Instructions to follow
When you reach the line containing "pub fn get(&self)" in the records below, start copying exactly, and stop once you have copied the line containing "pub fn reset(&mut".

(Records from a collection)
※
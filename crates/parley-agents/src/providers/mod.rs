pub mod error;
pub mod factory;
pub mod gigachat;
pub mod ollama;
pub mod openrouter;

use std::sync::Arc;
use std::time::Instant;

use async_trait::async_trait;
use parley_common::{Message, TimedResult, ToolCallRequest, Usage};
use serde::Serialize;
use serde::de::DeserializeOwned;
use tracing::{debug, warn};

use crate::tools::FunctionSchema;

pub use error::ProviderError;
pub use factory::build_providers;
pub use gigachat::GigaChatProvider;
pub use ollama::OllamaProvider;
pub use openrouter::OpenRouterProvider;

use error::CallContext;

pub const DEFAULT_TEMPERATURE: f64 = 0.7;
pub const MAX_TEMPERATURE: f64 = 2.0;

/// A single completion call, already resolved against the provider's defaults.
#[derive(Debug, Clone, PartialEq)]
pub struct LlmRequest {
    pub model: String,
    pub messages: Vec<Message>,
    /// Sent ahead of `messages` when present.
    pub system: Option<String>,
    pub temperature: f64,
    pub max_tokens: Option<u32>,
    pub tools: Vec<FunctionSchema>,
}

#[derive(Debug, Clone, Default, PartialEq)]
pub struct LlmResponse {
    pub text: String,
    pub tool_calls: Vec<ToolCallRequest>,
    pub model: String,
    pub usage: Option<Usage>,
}

/// Per-call knobs supplied by the caller.
#[derive(Debug, Clone, PartialEq)]
pub struct SendOptions {
    pub system_prompt: String,
    pub temperature: f64,
    pub max_tokens: Option<u32>,
    /// Replaces the provider's default model when non-blank.
    pub model_override: Option<String>,
}

impl Default for SendOptions {
    fn default() -> Self {
        Self {
            system_prompt: String::new(),
            temperature: DEFAULT_TEMPERATURE,
            max_tokens: None,
            model_override: None,
        }
    }
}

/// Keep temperature inside the range every backend accepts.
pub fn clamp_temperature(temperature: f64) -> f64 {
    if temperature.is_nan() {
        DEFAULT_TEMPERATURE
    } else {
        temperature.clamp(0.0, MAX_TEMPERATURE)
    }
}

/// The model a call will use: a non-blank override, else the provider default.
pub fn resolve_model(default_model: &str, model_override: Option<&str>) -> String {
    match model_override.map(str::trim) {
        Some(model) if !model.is_empty() => model.to_string(),
        _ => default_model.to_string(),
    }
}

pub fn build_request(
    default_model: &str,
    history: &[Message],
    tools: &[FunctionSchema],
    options: &SendOptions,
) -> LlmRequest {
    let system = Some(options.system_prompt.trim())
        .filter(|prompt| !prompt.is_empty())
        .map(str::to_string);

    LlmRequest {
        model: resolve_model(default_model, options.model_override.as_deref()),
        messages: history.to_vec(),
        system,
        temperature: clamp_temperature(options.temperature),
        max_tokens: options.max_tokens,
        tools: tools.to_vec(),
    }
}

#[async_trait]
pub trait LlmProvider: Send + Sync {
    fn provider_id(&self) -> &str;

    fn default_model(&self) -> &str;

    /// Only providers returning `true` are offered a tool catalog.
    fn supports_tools(&self) -> bool {
        false
    }

    async fn complete(&self, request: &LlmRequest) -> Result<LlmResponse, ProviderError>;

    async fn health_check(&self) -> bool;

    /// Send a history and time the round trip. Failures come back as an
    /// error-flagged result carrying a user-facing message; this never fails.
    async fn send(&self, history: &[Message], options: &SendOptions) -> TimedResult {
        self.send_with_tools(history, &[], options).await.0
    }

    /// Like [`send`](Self::send), also returning any tool calls the model asked for.
    async fn send_with_tools(
        &self,
        history: &[Message],
        tools: &[FunctionSchema],
        options: &SendOptions,
    ) -> (TimedResult, Vec<ToolCallRequest>) {
        let request = build_request(self.default_model(), history, tools, options);
        let started = Instant::now();
        let outcome = self.complete(&request).await;
        let elapsed_ms = elapsed_millis(started);

        match outcome {
            Ok(response) => {
                debug!(
                    provider = self.provider_id(),
                    model = %request.model,
                    elapsed_ms,
                    tool_calls = response.tool_calls.len(),
                    "completion received"
                );
                let model = if response.model.is_empty() {
                    request.model
                } else {
                    response.model
                };
                (
                    TimedResult::success(response.text, response.usage, elapsed_ms, model),
                    response.tool_calls,
                )
            }
            Err(err) => {
                warn!(
                    provider = self.provider_id(),
                    model = %request.model,
                    elapsed_ms,
                    error = %err,
                    "completion failed"
                );
                (
                    TimedResult::failure(err.kind(), err.to_string(), elapsed_ms, request.model),
                    Vec::new(),
                )
            }
        }
    }
}

pub(crate) fn elapsed_millis(started: Instant) -> i64 {
    i64::try_from(started.elapsed().as_millis()).unwrap_or(i64::MAX)
}

/// POST a JSON body and decode a JSON reply, classifying every failure.
pub(crate) async fn post_json<B, T>(
    request: reqwest::RequestBuilder,
    body: &B,
    ctx: &CallContext<'_>,
) -> Result<T, ProviderError>
where
    B: Serialize + ?Sized,
    T: DeserializeOwned,
{
    let response = request
        .timeout(ctx.timeout)
        .json(body)
        .send()
        .await
        .map_err(|e| ctx.transport(e))?;

    let status = response.status();
    let text = response.text().await.map_err(|e| ctx.transport(e))?;

    if !status.is_success() {
        return Err(ctx.status(status, &text));
    }

    serde_json::from_str(&text).map_err(|e| ctx.invalid(e.to_string()))
}

/// Probe every provider concurrently.
pub async fn health_check_all(providers: &[Arc<dyn LlmProvider>]) -> Vec<(String, bool)> {
    let checks = providers.iter().map(|provider| async move {
        let healthy = provider.health_check().await;
        (provider.provider_id().to_string(), healthy)
    });
    futures::future::join_all(checks).await
}
// Throughput of the classification engine and the parallel guess survey.

use criterion::{black_box, criterion_group, criterion_main, Criterion};
use secret_digits::{classify, ResultDistribution, Secret};

fn bench_classify(c: &mut Criterion) {
    let secret = Secret::parse("96897341").unwrap();
    let guess = [4, 4, 4, 4, 1, 2, 3, 9];

    c.bench_function("classify_8_digits", |b| {
        b.iter(|| classify(black_box(&secret), black_box(&guess)))
    });
}

fn bench_distribution(c: &mut Criterion) {
    let secret = Secret::parse("9689").unwrap();

    c.bench_function("distribution_4_digits", |b| {
        b.iter(|| ResultDistribution::for_secret(black_box(&secret)))
    });
}

criterion_group!(benches, bench_classify, bench_distribution);
criterion_main!(benches);
//! Per-digit classification of a guess against the secret.
//!
//! Each guessed digit is compared with the secret digit in the same position
//! and with the secret as a whole. The first matching rule decides its symbol:
//! exact hits, then digits present elsewhere, then nine-complements, then
//! neighbor distances. Positions matching nothing are dropped from the result.

use crate::digits;
use crate::error::ClassifyError;
use crate::secret::Secret;
use crate::{FULL_MATCH_TEXT, MISS_TEXT};

/// The outcome for a single guessed digit.
#[derive(Debug, Clone, Copy, PartialEq, Eq, Hash)]
pub enum Symbol {
    /// Right digit, right place, digit occurs once in the secret (B)
    ExactUnique,
    /// Right digit, right place, digit occurs more than once (D)
    ExactDuplicate,
    /// Digit is elsewhere in the secret, occurs once (R)
    PresentUnique,
    /// Digit is elsewhere in the secret, occurs more than once (F)
    PresentDuplicate,
    /// Guessed and secret digit sum to nine (P)
    Complement,
    /// Distance to the secret digit equals an adjacent guessed digit (V)
    Neighbor,
    /// No rule matched; contributes nothing to the result
    None,
}

impl Symbol {
    /// Letter shown to the player, if the symbol is rendered at all.
    pub fn to_char(self) -> Option<char> {
        match self {
            Symbol::ExactUnique => Some('B'),
            Symbol::ExactDuplicate => Some('D'),
            Symbol::PresentUnique => Some('R'),
            Symbol::PresentDuplicate => Some('F'),
            Symbol::Complement => Some('P'),
            Symbol::Neighbor => Some('V'),
            Symbol::None => None,
        }
    }
}

/// The result of classifying one guess.
#[derive(Debug, Clone, PartialEq, Eq, Hash)]
pub enum Classification {
    /// The guess equals the secret
    FullMatch,
    /// No position produced a symbol
    Miss,
    /// Symbols of the positions that matched a rule, in position order.
    /// Never empty and never contains `Symbol::None`.
    Symbols(Vec<Symbol>),
}

impl Classification {
    pub fn is_win(&self) -> bool {
        matches!(self, Classification::FullMatch)
    }

    fn from_positions(symbols: Vec<Symbol>) -> Self {
        let symbols: Vec<Symbol> = symbols.into_iter().filter(|s| *s != Symbol::None).collect();
        if symbols.is_empty() {
            Classification::Miss
        } else {
            Classification::Symbols(symbols)
        }
    }
}

impl std::fmt::Display for Classification {
    fn fmt(&self, f: &mut std::fmt::Formatter<'_>) -> std::fmt::Result {
        match self {
            Classification::FullMatch => f.write_str(FULL_MATCH_TEXT),
            Classification::Miss => f.write_str(MISS_TEXT),
            Classification::Symbols(symbols) => {
                let rendered: String = symbols.iter().filter_map(|s| s.to_char()).collect();
                f.write_str(&rendered)
            }
        }
    }
}

fn check_inputs(secret: &Secret, guess: &[u8]) -> Result<(), ClassifyError> {
    if guess.len() != secret.len() {
        return Err(ClassifyError::InvalidLength {
            expected: secret.len(),
            actual: guess.len(),
        });
    }
    for digits in [secret.digits(), guess] {
        if let Some((position, value)) = digits::first_invalid(digits) {
            return Err(ClassifyError::InvalidDigit { position, value });
        }
    }
    Ok(())
}

/// Classify every position of `guess`, including positions that match no rule.
///
/// Unlike [`classify`] there is no full-match short-circuit: a guess equal to
/// the secret yields one exact symbol per position.
pub fn classify_positions(secret: &Secret, guess: &[u8]) -> Result<Vec<Symbol>, ClassifyError> {
    check_inputs(secret, guess)?;

    let secret_digits = secret.digits();
    let secret_text = secret.as_str().as_bytes();
    let len = guess.len();

    let symbols = (0..len)
        .map(|i| {
            let above = secret_digits[i];
            let below = guess[i];

            let occurrences = secret_text.iter().filter(|&&c| c == b'0' + below).count();
            let repeats = occurrences > 1;
            let exact = above == below;
            let present = secret_digits.contains(&below);
            let complement = above + below == 9;

            let distance = above.abs_diff(below);
            let left = i.checked_sub(1).map(|j| guess[j]);
            let right = (i + 1 < len).then(|| guess[i + 1]);
            let neighbor = left == Some(distance) || right == Some(distance);

            if exact {
                if repeats {
                    Symbol::ExactDuplicate
                } else {
                    Symbol::ExactUnique
                }
            } else if present {
                if repeats {
                    Symbol::PresentDuplicate
                } else {
                    Symbol::PresentUnique
                }
            } else if complement {
                Symbol::Complement
            } else if neighbor {
                Symbol::Neighbor
            } else {
                Symbol::None
            }
        })
        .collect();

    Ok(symbols)
}

/// Classify `guess` against `secret`.
///
/// Fails if the lengths differ or either side holds a value outside 0-9.
/// Callers are expected to validate guesses first.
pub fn classify(secret: &Secret, guess: &[u8]) -> Result<Classification, ClassifyError> {
    check_inputs(secret, guess)?;

    if secret.digits() == guess {
        return Ok(Classification::FullMatch);
    }

    classify_positions(secret, guess).map(Classification::from_positions)
}

#[cfg(test)]
mod tests {
    use super::*;

    fn secret(s: &str) -> Secret {
        Secret::parse(s).unwrap()
    }

    #[test]
    fn single_digit_has_no_neighbors() {
        // |7 - 0| = 7 would need an adjacent guessed 7, and there is none.
        let symbols = classify_positions(&secret("7"), &[0]).unwrap();
        assert_eq!(symbols, vec![Symbol::None]);
    }

    #[test]
    fn positions_keep_none_entries() {
        let symbols = classify_positions(&secret("112"), &[1, 1, 9]).unwrap();
        assert_eq!(
            symbols,
            vec![Symbol::ExactDuplicate, Symbol::ExactDuplicate, Symbol::None]
        );
    }

    #[test]
    fn present_rule_beats_complement() {
        // 4 + 5 = 9 at both positions, but both digits are also in the secret.
        let symbols = classify_positions(&secret("45"), &[5, 4]).unwrap();
        assert_eq!(symbols, vec![Symbol::PresentUnique, Symbol::PresentUnique]);
    }

    #[test]
    fn symbols_never_render_as_sentinel() {
        let bien = Classification::Symbols(vec![Symbol::ExactUnique]);
        assert_eq!(bien.to_string(), "B");
        assert_ne!(bien, Classification::FullMatch);
    }
}
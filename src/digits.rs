//! Conversion between user text and digit sequences.

use crate::error::InputError;

/// Parse already-trimmed text into decimal digits.
///
/// Only ASCII `0`-`9` are accepted; signs, decimal points and exponents
/// are treated as non-numeric.
pub fn parse(text: &str) -> Result<Vec<u8>, InputError> {
    if text.is_empty() {
        return Err(InputError::Empty);
    }
    text.bytes()
        .map(|b| match b {
            b'0'..=b'9' => Ok(b - b'0'),
            _ => Err(InputError::NonNumeric {
                found: text.to_string(),
            }),
        })
        .collect()
}

/// Render digits back to their decimal text form. Values above 9 render as `?`.
pub fn render(digits: &[u8]) -> String {
    digits
        .iter()
        .map(|&d| char::from_digit(u32::from(d), 10).unwrap_or('?'))
        .collect()
}

/// Position and value of the first element that is not a decimal digit.
pub(crate) fn first_invalid(digits: &[u8]) -> Option<(usize, u8)> {
    digits
        .iter()
        .enumerate()
        .find(|(_, &d)| d > 9)
        .map(|(i, &d)| (i, d))
}
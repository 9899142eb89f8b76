//! The session secret and the registry that holds it.

use crate::digits;
use crate::error::{ClassifyError, InputError};

/// An immutable secret digit sequence.
///
/// The canonical text form is produced once at construction and reused for
/// occurrence counting, so it can never drift from the digits.
#[derive(Debug, Clone, PartialEq, Eq, Hash)]
pub struct Secret {
    digits: Vec<u8>,
    text: String,
}

impl Secret {
    pub fn from_digits(digits: Vec<u8>) -> Result<Self, ClassifyError> {
        if let Some((position, value)) = digits::first_invalid(&digits) {
            return Err(ClassifyError::InvalidDigit { position, value });
        }
        let text = digits::render(&digits);
        Ok(Self { digits, text })
    }

    /// Parse trimmed user text such as `"9689"`.
    pub fn parse(text: &str) -> Result<Self, InputError> {
        let digits = digits::parse(text)?;
        let text = digits::render(&digits);
        Ok(Self { digits, text })
    }

    pub fn digits(&self) -> &[u8] {
        &self.digits
    }

    pub fn as_str(&self) -> &str {
        &self.text
    }

    pub fn len(&self) -> usize {
        self.digits.len()
    }

    pub fn is_empty(&self) -> bool {
        self.digits.is_empty()
    }
}

impl std::fmt::Display for Secret {
    fn fmt(&self, f: &mut std::fmt::Formatter<'_>) -> std::fmt::Result {
        f.write_str(&self.text)
    }
}

/// Holds at most one secret per session and fixes the guess length.
#[derive(Debug, Clone, Default)]
pub struct SecretRegistry {
    secret: Option<Secret>,
}

impl SecretRegistry {
    pub fn new() -> Self {
        Self::default()
    }

    /// Store `secret` if none is set yet. Returns whether it was stored;
    /// empty secrets are never stored.
    pub fn set(&mut self, secret: Secret) -> bool {
        if self.secret.is_some() || secret.is_empty() {
            return false;
        }
        self.secret = Some(secret);
        true
    }

    pub fn get(&self) -> Option<&Secret> {
        self.secret.as_ref()
    }

    /// The fixed guess length, once a secret is set.
    pub fn length(&self) -> Option<usize> {
        self.secret.as_ref().map(Secret::len)
    }

    pub fn is_set(&self) -> bool {
        self.secret.is_some()
    }

    pub fn reset(&mut self) {
        self.secret = None;
    }
}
※
Worked solution
    pub fn get(&self) -> Option<&Secret> {
        self.secret.as_ref()
    }

    /// The fixed guess length, once a secret is set.
    pub fn length(&self) -> Option<usize> {
        self.secret.as_ref().map(Secret::len)
    }

    pub fn is_set(&self) -> bool {
        self.secret.is_some()
    }

    pub fn reset(&mut self) {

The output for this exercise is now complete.